New technology boosts potency of Targeted Cancer Therapy

In work that heralds a new, more potent form of targeted therapy for cancer, Dana-Farber Cancer Institute scientists have devised a chemical technology that doesn't just disable malevolent proteins in tumor cells, as current agents do, but destroys them. The strategy uses tumor cells' own protein-chopping machinery to break down and dispose of proteins that drive cancer growth. When tested in laboratory samples of leukemia cells and in animals with human-like leukemia, the approach caused cancer cells to die much more quickly than with conventional targeted therapies.

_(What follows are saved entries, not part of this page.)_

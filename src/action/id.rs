//! Opaque item identifiers.

use std::fmt;

use serde::de::{self, Visitor};
use serde::{Deserialize, Deserializer, Serialize};

/// Identifier of an item in a collection or a key in a map.
///
/// Identity comparison is strict: `Int(1)` and `Str("1")` are different
/// items inside a collection. Map keys are coerced instead: a string that
/// is a canonical integer addresses the same entry as the integer, see
/// [`ItemId::from_key`] and [`ItemId::to_map_key`].
#[derive(Debug, Clone, PartialEq, Eq, Hash, PartialOrd, Ord, Serialize)]
#[serde(untagged)]
pub enum ItemId {
    Int(i64),
    Str(String),
}

impl ItemId {
    /// Interpret a JSON object key as an identifier.
    pub fn from_key(key: &str) -> Self {
        match key.parse::<i64>() {
            Ok(n) if n.to_string() == key => ItemId::Int(n),
            _ => ItemId::Str(key.to_string()),
        }
    }

    /// The key this id addresses in a map.
    pub fn to_map_key(&self) -> Self {
        match self {
            ItemId::Int(n) => ItemId::Int(*n),
            ItemId::Str(s) => ItemId::from_key(s),
        }
    }
}

impl From<ItemId> for serde_json::Value {
    fn from(id: ItemId) -> Self {
        match id {
            ItemId::Int(n) => serde_json::Value::from(n),
            ItemId::Str(s) => serde_json::Value::String(s),
        }
    }
}

impl fmt::Display for ItemId {
    fn fmt(&self, f: &mut fmt::Formatter<'_>) -> fmt::Result {
        match self {
            ItemId::Int(n) => write!(f, "{}", n),
            ItemId::Str(s) => write!(f, "{}", s),
        }
    }
}

impl From<i64> for ItemId {
    fn from(n: i64) -> Self {
        ItemId::Int(n)
    }
}

impl From<&str> for ItemId {
    fn from(s: &str) -> Self {
        ItemId::Str(s.to_string())
    }
}

impl From<String> for ItemId {
    fn from(s: String) -> Self {
        ItemId::Str(s)
    }
}

struct ItemIdVisitor;

impl<'de> Visitor<'de> for ItemIdVisitor {
    type Value = ItemId;

    fn expecting(&self, f: &mut fmt::Formatter<'_>) -> fmt::Result {
        f.write_str("an integer or a string identifier")
    }

    fn visit_i64<E: de::Error>(self, n: i64) -> Result<ItemId, E> {
        Ok(ItemId::Int(n))
    }

    fn visit_u64<E: de::Error>(self, n: u64) -> Result<ItemId, E> {
        i64::try_from(n)
            .map(ItemId::Int)
            .map_err(|_| E::custom(format!("identifier {} is out of range", n)))
    }

    fn visit_str<E: de::Error>(self, s: &str) -> Result<ItemId, E> {
        Ok(ItemId::Str(s.to_string()))
    }

    fn visit_string<E: de::Error>(self, s: String) -> Result<ItemId, E> {
        Ok(ItemId::Str(s))
    }
}

impl<'de> Deserialize<'de> for ItemId {
    fn deserialize<D: Deserializer<'de>>(deserializer: D) -> Result<Self, D::Error> {
        deserializer.deserialize_any(ItemIdVisitor)
    }
}

#[cfg(test)]
mod tests {
    use super::*;

    #[test]
    fn canonical_integer_keys_become_ints() {
        assert_eq!(ItemId::from_key("42"), ItemId::Int(42));
        assert_eq!(ItemId::from_key("-7"), ItemId::Int(-7));
    }

    #[test]
    fn non_canonical_keys_stay_strings() {
        assert_eq!(ItemId::from_key("042"), ItemId::Str("042".to_string()));
        assert_eq!(ItemId::from_key("+1"), ItemId::Str("+1".to_string()));
        assert_eq!(ItemId::from_key("abc"), ItemId::Str("abc".to_string()));
    }

    #[test]
    fn map_keys_coerce_numeric_strings() {
        assert_eq!(ItemId::from("12").to_map_key(), ItemId::Int(12));
        assert_eq!(ItemId::from("x12").to_map_key(), ItemId::from("x12"));
        assert_eq!(ItemId::Int(3).to_map_key(), ItemId::Int(3));
    }

    #[test]
    fn json_numbers_and_strings_are_distinct() {
        let ids: Vec<ItemId> = serde_json::from_str(r#"[1, "1", "post-9"]"#).unwrap();
        assert_eq!(
            ids,
            vec![
                ItemId::Int(1),
                ItemId::Str("1".to_string()),
                ItemId::Str("post-9".to_string())
            ]
        );
        assert_ne!(ids[0], ids[1]);
    }

    #[test]
    fn serializes_untagged() {
        let json = serde_json::to_string(&vec![ItemId::Int(3), ItemId::from("x")]).unwrap();
        assert_eq!(json, r#"[3,"x"]"#);
    }
}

Researchers developed the strategy as a way to develop inhibitors of "undruggable" proteins and overcome drug resistance, a common shortcoming of targeted therapies. Resistance arises when tumors that originally responded to a particular therapy manage to circumvent the drug's effects and resume their growth. "One of the reasons resistance occurs is that cancer-related proteins often have multiple functions within the cell, and conventional targeted therapies inhibit just one or a few of those functions," said the paper's senior author, James Bradner, MD, an oncologist and chemist at Dana-Farber. "Conventional drugs allow the targeted protein to adapt to the drug, and the cell finds alternate routes for its growth signals. "We began designing approaches that cause the target protein to disintegrate, rather than merely be inhibited," he continued. "It would be very powerful if we could chemically convert an inhibitor drug into a degrader drug."The team tested the technology - which they dubbed "degronimids",in laboratory samples of leukemia cells. They began with the drug JQ1, which inhibits BRD4, a protein that orchestrates the expression of cancer growth genes. They built an adapter out of phthalimide - a chemical derivative of the drug thalidomide - and attached it to JQ1. The phthalimide was designed to bind snugly to a protein-degrading enzyme E3 (called Cereblon), making it ideal as a trailer hitch. When investigators treated the leukemia cells with a JQ1-and-phthalimide "conjugate" called dBET1, the BRD4 protein within the cells was degraded in less than an hour."We're very excited that this chemical technology may offer a way to improve many cancer drug molecules, and of course this strategy has implications beyond cancer for the treatment of other life-threatening diseases," Bradner said.